Edaravone was approved by the FDA for ALS treatment in 2017. It is marketed in four countries, not yet in Argentina.

Design/Methods:
We analyzed the characteristics of the patients treated with Edavarone from 2016 up today.
Results:

Sixteen patients were treated with Edaravone. Most patients were male (87.5%) and only 2 patients (12.5%) had had bulbar onset. Their mean age at first infusion was 53.50 years (SD 14.87). All but one were also receiving riluzole.  Time since diagnosis to Edaravone’s first infusion was 19.8 months (SD 19.8) while that of riluzole was 3.07 (SD 2.8). The first infusion was usually received at a health care facility (75%) to later be followed by domiciliary cycles (87.5%).
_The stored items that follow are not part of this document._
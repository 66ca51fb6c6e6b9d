// Copyright 2025 the likeviz Authors
// SPDX-License-Identifier: Apache-2.0 OR MIT

//! Line mark generation.

extern crate alloc;

use alloc::vec::Vec;

use kurbo::Point;
use likeviz_core::{Mark, MarkId};
use peniko::Color;

use crate::axis::StrokeStyle;
use crate::curve::Curve;

/// An unfilled path through points already in scene coordinates.
///
/// This generates a single [`likeviz_core::MarkKind::Path`] mark.
#[derive(Clone, Debug)]
pub struct LineMarkSpec {
    /// Stable id for the mark emitted by this spec.
    pub id: MarkId,
    /// Points in drawing order.
    pub points: Vec<Point>,
    /// Interpolation between points.
    pub curve: Curve,
    /// Stroke style for the line.
    pub stroke: StrokeStyle,
    /// Rendering order hint.
    pub z_index: i32,
}

impl LineMarkSpec {
    /// Creates a straight-segment line with a black stroke at width 1.
    pub fn new(id: MarkId, points: Vec<Point>) -> Self {
        Self {
            id,
            points,
            curve: Curve::Linear,
            stroke: StrokeStyle::default(),
            z_index: crate::z_order::SERIES_STROKE,
        }
    }

    /// Sets the interpolation.
    pub fn with_curve(mut self, curve: Curve) -> Self {
        self.curve = curve;
        self
    }

    /// Sets the stroke style.
    pub fn with_stroke(mut self, stroke: StrokeStyle) -> Self {
        self.stroke = stroke;
        self
    }

    /// Sets the z-index used for render ordering.
    pub fn with_z_index(mut self, z_index: i32) -> Self {
        self.z_index = z_index;
        self
    }

    /// Generates the line mark.
    pub fn mark(&self) -> Mark {
        Mark::builder(self.id)
            .path()
            .z_index(self.z_index)
            .geometry(self.curve.path(&self.points))
            .fill(Color::TRANSPARENT)
            .stroke(self.stroke.brush.clone(), self.stroke.stroke_width)
            .build()
    }
}
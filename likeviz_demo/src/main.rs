// Copyright 2025 the likeviz Authors
// SPDX-License-Identifier: Apache-2.0 OR MIT

//! Renders the social media engagement charts from CSV files.
//!
//! Each chart is an independent pipeline (load, coerce, build a scene, serialize). A failing
//! pipeline is logged and leaves an empty slot on the page; the others still render.

mod cli;
mod html;
mod load;
mod svg;

use std::fs;
use std::path::Path;

use anyhow::Context as _;
use clap::Parser;
use likeviz_charts::{BoxPlotSpec, ChartError, GroupedBarChartSpec, LineChartSpec};
use likeviz_core::Scene;
use likeviz_transforms::{CoercedRecord, Coercion};
use tracing::{error, info, warn};
use tracing_subscriber::{EnvFilter, layer::SubscriberExt, util::SubscriberInitExt};

use crate::cli::Cli;
use crate::html::Section;

/// Log filter used when `RUST_LOG` is unset. Library coercion warnings stay visible.
const DEFAULT_FILTER: &str = "likeviz_demo=info,likeviz_transforms=warn,likeviz_charts=warn";

/// One chart pipeline: where its data lives and how to turn it into a scene.
struct Pipeline<'a> {
    id: &'static str,
    title: &'static str,
    file: &'static str,
    required: Vec<&'a str>,
    coercion: Coercion,
    build: Box<dyn Fn(&[CoercedRecord]) -> Result<Scene, ChartError> + 'a>,
}

fn main() -> anyhow::Result<()> {
    tracing_subscriber::registry()
        .with(EnvFilter::try_from_default_env().unwrap_or_else(|_| DEFAULT_FILTER.into()))
        .with(tracing_subscriber::fmt::layer().with_target(false))
        .init();

    let cli = Cli::parse();

    let box_plot = BoxPlotSpec::default();
    let bar_chart = GroupedBarChartSpec::default();
    let line_chart = LineChartSpec::default();

    let pipelines = [
        Pipeline {
            id: "boxplot",
            title: "Likes by Age Group",
            file: "socialMedia.csv",
            required: vec![box_plot.category.as_str(), box_plot.value.as_str()],
            coercion: box_plot.coercion(),
            build: Box::new(|records: &[CoercedRecord]| box_plot.scene(records)),
        },
        Pipeline {
            id: "barplot",
            title: "Average Likes by Platform and Post Type",
            file: "socialMediaAvg.csv",
            required: vec![
                bar_chart.group.as_str(),
                bar_chart.series.as_str(),
                bar_chart.value.as_str(),
            ],
            coercion: bar_chart.coercion(),
            build: Box::new(|records: &[CoercedRecord]| bar_chart.scene(records)),
        },
        Pipeline {
            id: "lineplot",
            title: "Average Likes over Time",
            file: "socialMediaTime.csv",
            required: vec![line_chart.time.as_str(), line_chart.value.as_str()],
            coercion: line_chart.coercion(),
            build: Box::new(|records: &[CoercedRecord]| line_chart.scene(records)),
        },
    ];

    let mut sections = Vec::with_capacity(pipelines.len());
    for pipeline in &pipelines {
        let svg = match run(&cli.data_dir, pipeline) {
            Ok(scene) => Some(svg::scene_to_svg(&scene)),
            Err(e) => {
                error!(chart = pipeline.id, "{e:#}");
                None
            }
        };
        sections.push(Section {
            id: pipeline.id,
            title: pipeline.title.to_string(),
            svg,
        });
    }

    if let Some(dir) = &cli.svg_dir {
        fs::create_dir_all(dir).with_context(|| format!("creating {}", dir.display()))?;
        for section in &sections {
            if let Some(svg) = &section.svg {
                let path = dir.join(format!("{}.svg", section.id));
                fs::write(&path, svg).with_context(|| format!("writing {}", path.display()))?;
                info!(path = %path.display(), "wrote SVG");
            }
        }
    }

    let page = html::render_page("Social media engagement", &sections);
    fs::write(&cli.out, page).with_context(|| format!("writing {}", cli.out.display()))?;
    info!(path = %cli.out.display(), "wrote report");
    Ok(())
}

fn run(data_dir: &Path, pipeline: &Pipeline<'_>) -> anyhow::Result<Scene> {
    let records = load::load_csv(&data_dir.join(pipeline.file), &pipeline.required)?;
    let coerced = pipeline.coercion.apply(&records);
    if !coerced.warnings.is_empty() {
        warn!(
            chart = pipeline.id,
            count = coerced.warnings.len(),
            "some fields could not be coerced"
        );
    }
    let scene = (pipeline.build)(&coerced.records)
        .with_context(|| format!("building the {} chart", pipeline.id))?;
    info!(chart = pipeline.id, marks = scene.len(), "built chart");
    Ok(scene)
}
// Copyright 2025 the likeviz Authors
// SPDX-License-Identifier: Apache-2.0 OR MIT

//! Grouping and extent helpers.
//!
//! Groups always iterate in first-occurrence order of their key, so charts built from
//! them are deterministic for a given input order.

extern crate alloc;

use alloc::vec::Vec;
use core::hash::Hash;

use hashbrown::{HashMap, HashSet};

/// Returns the distinct keys of `items`, in first-occurrence order.
pub fn distinct<'a, T, K>(items: &'a [T], key: impl Fn(&'a T) -> K) -> Vec<K>
where
    K: Eq + Hash + Clone,
{
    let mut seen = HashSet::new();
    let mut out = Vec::new();
    for item in items {
        let k = key(item);
        if seen.insert(k.clone()) {
            out.push(k);
        }
    }
    out
}

/// Partitions `items` by key.
///
/// Groups are returned in first-occurrence order of their key; items keep input order
/// within a group. Every returned group is non-empty.
pub fn group<'a, T, K>(items: &'a [T], key: impl Fn(&'a T) -> K) -> Vec<(K, Vec<&'a T>)>
where
    K: Eq + Hash + Clone,
{
    let mut index: HashMap<K, usize> = HashMap::new();
    let mut groups: Vec<(K, Vec<&'a T>)> = Vec::new();
    for item in items {
        let k = key(item);
        match index.get(&k) {
            Some(&i) => groups[i].1.push(item),
            None => {
                index.insert(k.clone(), groups.len());
                groups.push((k, alloc::vec![item]));
            }
        }
    }
    groups
}

/// Groups `items` by key and reduces each group to one value.
pub fn rollup<'a, T, K, V>(
    items: &'a [T],
    key: impl Fn(&'a T) -> K,
    mut reduce: impl FnMut(&K, &[&'a T]) -> V,
) -> Vec<(K, V)>
where
    K: Eq + Hash + Clone,
{
    group(items, key)
        .into_iter()
        .map(|(k, members)| {
            let v = reduce(&k, &members);
            (k, v)
        })
        .collect()
}

/// Returns `(min, max)` over the finite values, or `None` if there are none.
pub fn extent(values: impl IntoIterator<Item = f64>) -> Option<(f64, f64)> {
    values
        .into_iter()
        .filter(|v| v.is_finite())
        .fold(None, |acc, v| match acc {
            None => Some((v, v)),
            Some((lo, hi)) => Some((lo.min(v), hi.max(v))),
        })
}

/// Returns the maximum finite value, or `None` if there are none.
pub fn max(values: impl IntoIterator<Item = f64>) -> Option<f64> {
    extent(values).map(|(_, hi)| hi)
}
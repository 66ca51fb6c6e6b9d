// Copyright 2025 the likeviz Authors
// SPDX-License-Identifier: Apache-2.0 OR MIT

//! Scene values for `likeviz`.
//!
//! Chart builders never draw into a shared rendering context. Instead they return a
//! [`Scene`]: an explicit list of [`Mark`]s (rectangles, paths and text) in absolute
//! scene coordinates. Renderers consume that value in a single final pass.
//!
//! Every mark carries a stable [`MarkId`] and a `z_index`; renderers paint in
//! `(z_index, id)` order.

#![no_std]

extern crate alloc;

mod mark;
mod scene;

pub use mark::{
    Mark, MarkBuilder, MarkId, MarkKind, MarkPayload, PathPayload, RectPayload, TextAnchor,
    TextBaseline, TextPayload,
};
pub use scene::Scene;
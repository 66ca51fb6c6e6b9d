// Copyright 2025 the likeviz Authors
// SPDX-License-Identifier: Apache-2.0 OR MIT

//! Mark types and a small builder.

extern crate alloc;

use alloc::string::String;

use kurbo::{BezPath, Point, Rect, Shape};
use peniko::color::palette::css;
use peniko::{Brush, Color};

/// Stable identity for a mark.
///
/// Chart code derives ids from an `id_base` plus a fixed offset, so re-running a pipeline
/// on the same data yields the same ids.
#[derive(Clone, Copy, Debug, PartialEq, Eq, Hash, PartialOrd, Ord)]
pub struct MarkId(pub u64);

impl MarkId {
    /// Wraps a raw id value.
    pub const fn from_raw(raw: u64) -> Self {
        Self(raw)
    }

    /// Id for the `row`-th mark generated from `id_base`.
    pub const fn for_row(id_base: u64, row: usize) -> Self {
        Self(id_base + row as u64)
    }
}

/// The primitive kind of a mark.
#[derive(Clone, Copy, Debug, PartialEq, Eq, Hash)]
pub enum MarkKind {
    /// Axis-aligned rectangle.
    Rect,
    /// Bezier path (lines, rules, curves).
    Path,
    /// Unshaped single-line text.
    Text,
}

/// Horizontal text anchor.
#[derive(Clone, Copy, Debug, Default, PartialEq, Eq, Hash)]
pub enum TextAnchor {
    /// `pos.x` is the start of the text.
    #[default]
    Start,
    /// `pos.x` is the center of the text.
    Middle,
    /// `pos.x` is the end of the text.
    End,
}

/// Vertical text baseline.
#[derive(Clone, Copy, Debug, Default, PartialEq, Eq, Hash)]
pub enum TextBaseline {
    /// `pos.y` is the vertical middle of the text.
    #[default]
    Middle,
    /// `pos.y` is the alphabetic baseline.
    Alphabetic,
    /// `pos.y` is the top (hanging) baseline.
    Hanging,
    /// `pos.y` is the ideographic (bottom) baseline.
    Ideographic,
}

/// Rectangle payload.
#[derive(Clone, Debug, PartialEq)]
pub struct RectPayload {
    /// Geometry in scene coordinates.
    pub rect: Rect,
    /// Fill paint.
    pub fill: Brush,
    /// Outline paint.
    pub stroke: Brush,
    /// Outline width; `0` means no outline.
    pub stroke_width: f64,
}

/// Path payload.
#[derive(Clone, Debug, PartialEq)]
pub struct PathPayload {
    /// Geometry in scene coordinates.
    pub path: BezPath,
    /// Fill paint.
    pub fill: Brush,
    /// Stroke paint.
    pub stroke: Brush,
    /// Stroke width; `0` means no stroke.
    pub stroke_width: f64,
}

/// Text payload.
#[derive(Clone, Debug, PartialEq)]
pub struct TextPayload {
    /// Anchor position in scene coordinates.
    pub pos: Point,
    /// Text content (unshaped).
    pub text: String,
    /// Font size in scene coordinates.
    pub font_size: f64,
    /// Rotation around `pos`, in degrees.
    pub angle: f64,
    /// Horizontal anchor.
    pub anchor: TextAnchor,
    /// Vertical baseline.
    pub baseline: TextBaseline,
    /// Fill paint.
    pub fill: Brush,
}

/// The resolved geometry and paint of a mark.
#[derive(Clone, Debug, PartialEq)]
pub enum MarkPayload {
    /// A rectangle.
    Rect(RectPayload),
    /// A path.
    Path(PathPayload),
    /// A text run.
    Text(TextPayload),
}

impl MarkPayload {
    /// Returns the geometric bounds, when they are known without text metrics.
    pub fn bounds(&self) -> Option<Rect> {
        match self {
            Self::Rect(r) => Some(r.rect),
            Self::Path(p) => {
                if p.path.elements().is_empty() {
                    None
                } else {
                    Some(p.path.bounding_box())
                }
            }
            Self::Text(_) => None,
        }
    }
}

/// A single drawing primitive in a [`crate::Scene`].
#[derive(Clone, Debug, PartialEq)]
pub struct Mark {
    /// Stable identity.
    pub id: MarkId,
    /// Primitive kind (matches `payload`).
    pub kind: MarkKind,
    /// Paint order; lower values paint first.
    pub z_index: i32,
    /// Geometry and paint.
    pub payload: MarkPayload,
}

impl Mark {
    /// Starts building a mark with the given id. The kind defaults to [`MarkKind::Rect`].
    pub fn builder(id: MarkId) -> MarkBuilder {
        MarkBuilder::new(id)
    }

    /// Returns the rectangle payload, if this is a rect mark.
    pub fn as_rect(&self) -> Option<&RectPayload> {
        match &self.payload {
            MarkPayload::Rect(r) => Some(r),
            _ => None,
        }
    }

    /// Returns the path payload, if this is a path mark.
    pub fn as_path(&self) -> Option<&PathPayload> {
        match &self.payload {
            MarkPayload::Path(p) => Some(p),
            _ => None,
        }
    }

    /// Returns the text payload, if this is a text mark.
    pub fn as_text(&self) -> Option<&TextPayload> {
        match &self.payload {
            MarkPayload::Text(t) => Some(t),
            _ => None,
        }
    }
}

/// Builder for [`Mark`].
///
/// Fields that do not apply to the selected kind are ignored by [`MarkBuilder::build`].
#[derive(Clone, Debug)]
pub struct MarkBuilder {
    id: MarkId,
    kind: MarkKind,
    z_index: i32,
    x: f64,
    y: f64,
    w: f64,
    h: f64,
    geometry: BezPath,
    label: String,
    font_size: f64,
    angle: f64,
    anchor: TextAnchor,
    baseline: TextBaseline,
    fill: Option<Brush>,
    stroke: Brush,
    stroke_width: f64,
}

impl MarkBuilder {
    fn new(id: MarkId) -> Self {
        Self {
            id,
            kind: MarkKind::Rect,
            z_index: 0,
            x: 0.0,
            y: 0.0,
            w: 0.0,
            h: 0.0,
            geometry: BezPath::new(),
            label: String::new(),
            font_size: 12.0,
            angle: 0.0,
            anchor: TextAnchor::Start,
            baseline: TextBaseline::Middle,
            fill: None,
            stroke: Brush::Solid(Color::TRANSPARENT),
            stroke_width: 0.0,
        }
    }

    /// Selects a rectangle mark.
    pub fn rect(mut self) -> Self {
        self.kind = MarkKind::Rect;
        self
    }

    /// Selects a path mark.
    pub fn path(mut self) -> Self {
        self.kind = MarkKind::Path;
        self
    }

    /// Selects a text mark.
    pub fn text(mut self) -> Self {
        self.kind = MarkKind::Text;
        self
    }

    /// Sets the paint order.
    pub fn z_index(mut self, z_index: i32) -> Self {
        self.z_index = z_index;
        self
    }

    /// Sets the x position (rect origin or text anchor).
    pub fn x(mut self, x: f64) -> Self {
        self.x = x;
        self
    }

    /// Sets the y position (rect origin or text anchor).
    pub fn y(mut self, y: f64) -> Self {
        self.y = y;
        self
    }

    /// Sets the rect width.
    pub fn w(mut self, w: f64) -> Self {
        self.w = w;
        self
    }

    /// Sets the rect height.
    pub fn h(mut self, h: f64) -> Self {
        self.h = h;
        self
    }

    /// Sets rect geometry from a [`Rect`].
    pub fn bounds(self, rect: Rect) -> Self {
        self.x(rect.x0).y(rect.y0).w(rect.width()).h(rect.height())
    }

    /// Sets the path geometry.
    pub fn geometry(mut self, path: BezPath) -> Self {
        self.geometry = path;
        self
    }

    /// Sets the text content.
    pub fn label(mut self, label: impl Into<String>) -> Self {
        self.label = label.into();
        self
    }

    /// Sets the font size.
    pub fn font_size(mut self, font_size: f64) -> Self {
        self.font_size = font_size;
        self
    }

    /// Sets the text rotation in degrees.
    pub fn angle(mut self, angle: f64) -> Self {
        self.angle = angle;
        self
    }

    /// Sets the text anchor.
    pub fn anchor(mut self, anchor: TextAnchor) -> Self {
        self.anchor = anchor;
        self
    }

    /// Sets the text baseline.
    pub fn baseline(mut self, baseline: TextBaseline) -> Self {
        self.baseline = baseline;
        self
    }

    /// Sets the fill paint.
    pub fn fill(mut self, fill: impl Into<Brush>) -> Self {
        self.fill = Some(fill.into());
        self
    }

    /// Sets the stroke paint and width.
    pub fn stroke(mut self, stroke: impl Into<Brush>, stroke_width: f64) -> Self {
        self.stroke = stroke.into();
        self.stroke_width = stroke_width;
        self
    }

    /// Finishes the mark.
    ///
    /// Without an explicit fill, rects and text are black and paths are unfilled.
    pub fn build(self) -> Mark {
        let payload = match self.kind {
            MarkKind::Rect => MarkPayload::Rect(RectPayload {
                rect: Rect::new(self.x, self.y, self.x + self.w, self.y + self.h),
                fill: self.fill.unwrap_or(Brush::Solid(css::BLACK)),
                stroke: self.stroke,
                stroke_width: self.stroke_width,
            }),
            MarkKind::Path => MarkPayload::Path(PathPayload {
                path: self.geometry,
                fill: self.fill.unwrap_or(Brush::Solid(Color::TRANSPARENT)),
                stroke: self.stroke,
                stroke_width: self.stroke_width,
            }),
            MarkKind::Text => MarkPayload::Text(TextPayload {
                pos: Point::new(self.x, self.y),
                text: self.label,
                font_size: self.font_size,
                angle: self.angle,
                anchor: self.anchor,
                baseline: self.baseline,
                fill: self.fill.unwrap_or(Brush::Solid(css::BLACK)),
            }),
        };
        Mark {
            id: self.id,
            kind: self.kind,
            z_index: self.z_index,
            payload,
        }
    }
}
// Copyright 2025 the likeviz Authors
// SPDX-License-Identifier: Apache-2.0 OR MIT

//! Float helpers for `no_std` builds.
//!
//! `f64::floor`, `f64::log10` and friends live in `std`, not `core`. Without `std` the
//! methods below dispatch to `libm`.

/// Float math helpers for `f64` in `no_std` mode.
pub(crate) trait FloatExt {
    fn floor(self) -> Self;
    fn ceil(self) -> Self;
    fn round(self) -> Self;
    fn log10(self) -> Self;
    fn powf(self, n: Self) -> Self;
}

#[cfg(all(not(feature = "std"), feature = "libm"))]
impl FloatExt for f64 {
    fn floor(self) -> Self {
        libm::floor(self)
    }

    fn ceil(self) -> Self {
        libm::ceil(self)
    }

    fn round(self) -> Self {
        libm::round(self)
    }

    fn log10(self) -> Self {
        libm::log10(self)
    }

    fn powf(self, n: Self) -> Self {
        libm::pow(self, n)
    }
}

#[cfg(all(not(feature = "std"), not(feature = "libm")))]
compile_error!("likeviz_charts requires either the `std` or `libm` feature");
Half the patients received 4 or more cycles of infusion. Only one needed a port-a-cath for drug administration.  One patient suffered from thrombophlebitis while another had lower limb pain during infusion, which was alleviated in the following cycles with pre-treatment with antihistaminics. Two patients stopped treatment due to drug ineffectiveness. Three patients underwent tracheostomy (18.8%), one of which died shortly after and accounts for one of the three deaths (18.8%) in this cohort. Only 7 patients (47%) received the medication through their health insurance.

Conclusions:
In this group of patients, Edaravone was well tolerated. Access is still limited since less than half of the patients received treatment covered by their health insurance.